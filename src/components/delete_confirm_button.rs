//! Delete Confirm Button Component
//!
//! Inline delete confirmation with confirm/cancel actions.

use leptos::prelude::*;

/// Inline delete confirmation button
///
/// Shows the label initially. When clicked, asks "Delete?" with ✓/✗ buttons.
#[component]
pub fn DeleteConfirmButton(
    #[prop(into)] label: String,
    #[prop(into)] on_confirm: Callback<()>,
) -> impl IntoView {
    let (confirming, set_confirming) = signal(false);

    view! {
        <Show when=move || !confirming.get()>
            <button
                class="panel-btn destructive"
                on:click=move |ev| {
                    ev.stop_propagation();
                    set_confirming.set(true);
                }
            >
                {label.clone()}
            </button>
        </Show>
        <Show when=move || confirming.get()>
            <span class="delete-confirm">
                <span class="delete-confirm-text">"Delete?"</span>
                <button
                    class="confirm-btn"
                    on:click=move |ev| {
                        ev.stop_propagation();
                        set_confirming.set(false);
                        on_confirm.run(());
                    }
                >
                    "✓"
                </button>
                <button
                    class="cancel-btn"
                    on:click=move |ev| {
                        ev.stop_propagation();
                        set_confirming.set(false);
                    }
                >
                    "✗"
                </button>
            </span>
        </Show>
    }
}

■ ■ ■ ■

§ **TRY IT**:
A complete and exact repetition of the entries is required.

§ **SOLUTION TO THE EXERCISE**:
filename src/components/delete_confirm_button.rs
//! Delete Confirm Button Component
//!
//! Inline delete confirmation with confirm/cancel actions.

use leptos::prelude::*;

/// Inline delete confirmation button
///
/// Shows the label initially. When clicked, asks "Delete?" with ✓/✗ buttons.
#[component]
pub fn DeleteConfirmButton(
    #[prop(into)] label: String,
    #[prop(into)] on_confirm: Callback<()>,
) -> impl IntoView {
    let (confirming, set_confirming) = signal(false);

    view! {
        <Show when=move || !confirming.get()>
            <button
                class="panel-btn destructive"
                on:click=move |ev| {
                    ev.stop_propagation();
                    set_confirming.set(true);
                }
            >
                {label.clone()}
            </button>
        </Show>
        <Show when=move || confirming.get()>
            <span class="delete-confirm">
                <span class="delete-confirm-text">"Delete?"</span>
                <button
                    class="confirm-btn"
                    on:click=move |ev| {
                        ev.stop_propagation();
                        set_confirming.set(false);
                        on_confirm.run(());
                    }
                >
                    "✓"
                </button>
                <button
                    class="cancel-btn"
                    on:click=move |ev| {
                        ev.stop_propagation();
                        set_confirming.set(false);
                    }
                >
                    "✗"
                </button>
            </span>
        </Show>
    }
}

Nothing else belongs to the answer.